# Brownian motion, Ito's lemma, and the Black-Scholes formula (Part I)

Introduction

The Black-Scholes formula (also known as the Black-Scholes-Merton formula) for option pricing is very famous in quantitative finance. It is one great example that applies stochastic process to financial instrument pricing. The BS formula related questions are always asked, with no exception, in Wall Street quant job interviews. However, Nassim Nicholas Taleb, the author of The Black Swan despises the BS formula and he even co-authored an article entitled Why we have never used the Black-Scholes-Merton option pricing formula to denounce it.

Different people hold distinct views on how effective the BS formula is in investment practice. My point of view, however, is that the BS formula is just a result; it is a product from the rigorous derivation of stochastic calculus. Looking at the nature of the phenomenon, there is a powerful mathematical system behind it that allows us to quantify the price of stocks, options, and other derivatives using stochastic processes. A familiarity to this analytical approach is essential to those who want to achieve something in the field of quantitative finance.

It is by no means easy to master this mathematical system. If one googles how to derive the BS formula, the concepts such as the Brownian motion, Ito's lemma, and stochastic differential equations will pop up. They are all integral elements of this system, seamlessly linked with each together and perfectly fitted in the framework of stochastic calculus. People who are familiar with this can fully appreciate the beauty of mathematics behind the framework. For people who are not familiar with it, every concept may seem mumbo-jumbo; it is uneasy to figure out the logical relation between them even with higher mathematics knowledge.

To put it simple, the (standard) Brown motion is the simplest continuous stochastic process. It is the basic model for describing the stochastic nature of asset prices. For options and other derivatives, their prices are functions of the underlying asset price. Since asset price is a stochastic process, the derivative price is a function of that stochastic process. The Ito's lemma provides a framework to differentiate the functions of stochastic process and this is of particular significance to derivative pricing (before Ito's work, people did not know how to do it). Ito's lemma allows us to derive the stochastic differential equation (SDE) for the price of derivatives. Solving such SDEs gives us the derivative pricing models. The derivation of the BS formula is one simple example of this procedure.

Given the importance of stochastic calculus, we plan to talk about it in a series of two articles. As the first part, today's article will explain the Brownian motion and its properties, as well as present the basic form of the Ito's lemma. We tried hard to reveal the properties of the Brownian motion and its implications to stock price movement. In the second part of this series, we will start with a more general form of the Ito's lemma, and apply it to solve for the geometric Brownian motion, and finally derive the BS equation and the BS formula.

We hope that these two articles will provide you an intuitive understanding about the mathematical framework of stochastic calculus, and help you appreciate the beauty of mathematics where different elements seamlessly connect with each other to derive an elegant pricing formula.

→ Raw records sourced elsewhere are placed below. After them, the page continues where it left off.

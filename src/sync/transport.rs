//! Byte transport boundary and an in-process channel implementation

use crate::core::types::EntityId;
use ahash::AHashMap;
use std::fmt;
use std::sync::{PoisonError, RwLock};
use tokio::sync::mpsc::{self, UnboundedReceiver, UnboundedSender};
use uuid::Uuid;

/// Endpoint of one observing replica
#[derive(Debug, Clone, Copy, PartialEq, Eq, Hash)]
pub struct ObserverId(pub Uuid);

impl ObserverId {
    pub fn new() -> Self {
        Self(Uuid::new_v4())
    }
}

impl Default for ObserverId {
    fn default() -> Self {
        Self::new()
    }
}

impl fmt::Display for ObserverId {
    fn fmt(&self, f: &mut fmt::Formatter<'_>) -> fmt::Result {
        write!(f, "{}", self.0.hyphenated())
    }
}

/// Encoded delta plus the entity it belongs to
#[derive(Debug, Clone, PartialEq, Eq)]
pub struct Envelope {
    pub entity: EntityId,
    pub payload: Vec<u8>,
}

/// Reliable, ordered, point-to-point byte delivery
///
/// `send` never reports failure to the caller; implementations log and drop.
pub trait Transport: Send + Sync {
    fn send(&self, observer: ObserverId, envelope: Envelope);
}

/// Transport over unbounded tokio channels, one per connected observer
#[derive(Debug, Default)]
pub struct ChannelTransport {
    peers: RwLock<AHashMap<ObserverId, UnboundedSender<Envelope>>>,
}

impl ChannelTransport {
    pub fn new() -> Self {
        Self::default()
    }

    /// Open an inbox for `observer`, replacing any earlier connection
    pub fn connect(&self, observer: ObserverId) -> UnboundedReceiver<Envelope> {
        let (tx, rx) = mpsc::unbounded_channel();
        self.peers
            .write()
            .unwrap_or_else(PoisonError::into_inner)
            .insert(observer, tx);
        rx
    }

    /// Close the observer's inbox; its receiver ends once drained
    pub fn disconnect(&self, observer: ObserverId) -> bool {
        self.peers
            .write()
            .unwrap_or_else(PoisonError::into_inner)
            .remove(&observer)
            .is_some()
    }

    pub fn is_connected(&self, observer: ObserverId) -> bool {
        self.peers
            .read()
            .unwrap_or_else(PoisonError::into_inner)
            .get(&observer)
            .is_some_and(|tx| !tx.is_closed())
    }
}

impl Transport for ChannelTransport {
    fn send(&self, observer: ObserverId, envelope: Envelope) {
        let peers = self.peers.read().unwrap_or_else(PoisonError::into_inner);
        let Some(tx) = peers.get(&observer) else {
            tracing::warn!(%observer, entity = %envelope.entity, "no connection; delta dropped");
            return;
        };
        if tx.send(envelope).is_err() {
            tracing::warn!(%observer, "observer inbox closed; delta dropped");
        }
    }
}

#[cfg(test)]
mod tests {
    use super::*;

    fn envelope(byte: u8) -> Envelope {
        Envelope {
            entity: EntityId::new(),
            payload: vec![byte],
        }
    }

    #[test]
    fn test_send_delivers_in_order() {
        let transport = ChannelTransport::new();
        let observer = ObserverId::new();
        let mut inbox = transport.connect(observer);

        transport.send(observer, envelope(1));
        transport.send(observer, envelope(2));

        assert_eq!(inbox.try_recv().unwrap().payload, vec![1]);
        assert_eq!(inbox.try_recv().unwrap().payload, vec![2]);
        assert!(inbox.try_recv().is_err());
    }

    #[test]
    fn test_send_to_unknown_observer_is_dropped() {
        let transport = ChannelTransport::new();
        transport.send(ObserverId::new(), envelope(1));
    }

    #[test]
    fn test_disconnect_closes_inbox() {
        let transport = ChannelTransport::new();
        let observer = ObserverId::new();
        let mut inbox = transport.connect(observer);
        assert!(transport.is_connected(observer));

        assert!(transport.disconnect(observer));
        assert!(!transport.is_connected(observer));
        assert!(matches!(
            inbox.try_recv(),
            Err(mpsc::error::TryRecvError::Disconnected)
        ));
    }

    #[test]
    fn test_dropped_receiver_is_not_connected() {
        let transport = ChannelTransport::new();
        let observer = ObserverId::new();
        drop(transport.connect(observer));
        assert!(!transport.is_connected(observer));
        transport.send(observer, envelope(3));
    }
}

Brownian motion: Development and mathematical definition

In 1827, while looking through a microscope at particles trapped in cavities inside pollen grains in water, Scottish botanist Robert Brown noticed the random motion of the particles; but he was not able to determine the mechanisms that caused this motion.  Albert Einstein published a paper in 1905 that explained in precise detail how the motion that Brown had observed was a result of the pollen being moved by individual water molecules. The development of Brownian motion in physics has been improving since then.

As a contrast, its development in mathematics is slower. The precise mathematical definition of the Brownian motion was not developed until 1918 by Norbert Winner. Therefore, the Brownian motion is also referred to as the Wiener process. The Brownian motion is a continuous-time stochastic process, or a continuous-space-time stochastic process. It is a stochastic process for which the index variable takes a continuous set of values, as contrasted with a discrete-time process for which the index variable takes only distinct values.

The figure above shows two examples of the Brownian motion. The one on the left is a two-dimensional Brownian motion where the two axes represent the space domain, while the one on the right is a one-dimension Brownian motion and the x-axis is the time domain. The Brownian motion on the right looks very similar to the movement of stock price, and this motivates people to use it to model stock price. The first person who considered this process is Bachelier, who used Brownian motion to evaluate stocks and options in his Ph.D. thesis entitled Théorie de la spéculation in 1900.

The one-dimensional standard Brownian motion is defined as follows: There exists a probability distribution over the set of continuous functions B: R -> R satisfying the following conditions:

1. B(0) = 0,

2. (Stationary) for all 0 ≤ s < t, the distribution of B(t) - B(s) is the normal distribution with mean 0 and variance t - s, and

3. (Independent increment) the random variables B(t_i) - B(s_i) are mutually independent if the intervals [s_i, t_i] are nonoverlapping.

We refer to such a process B(t) as the standard Brownian motion.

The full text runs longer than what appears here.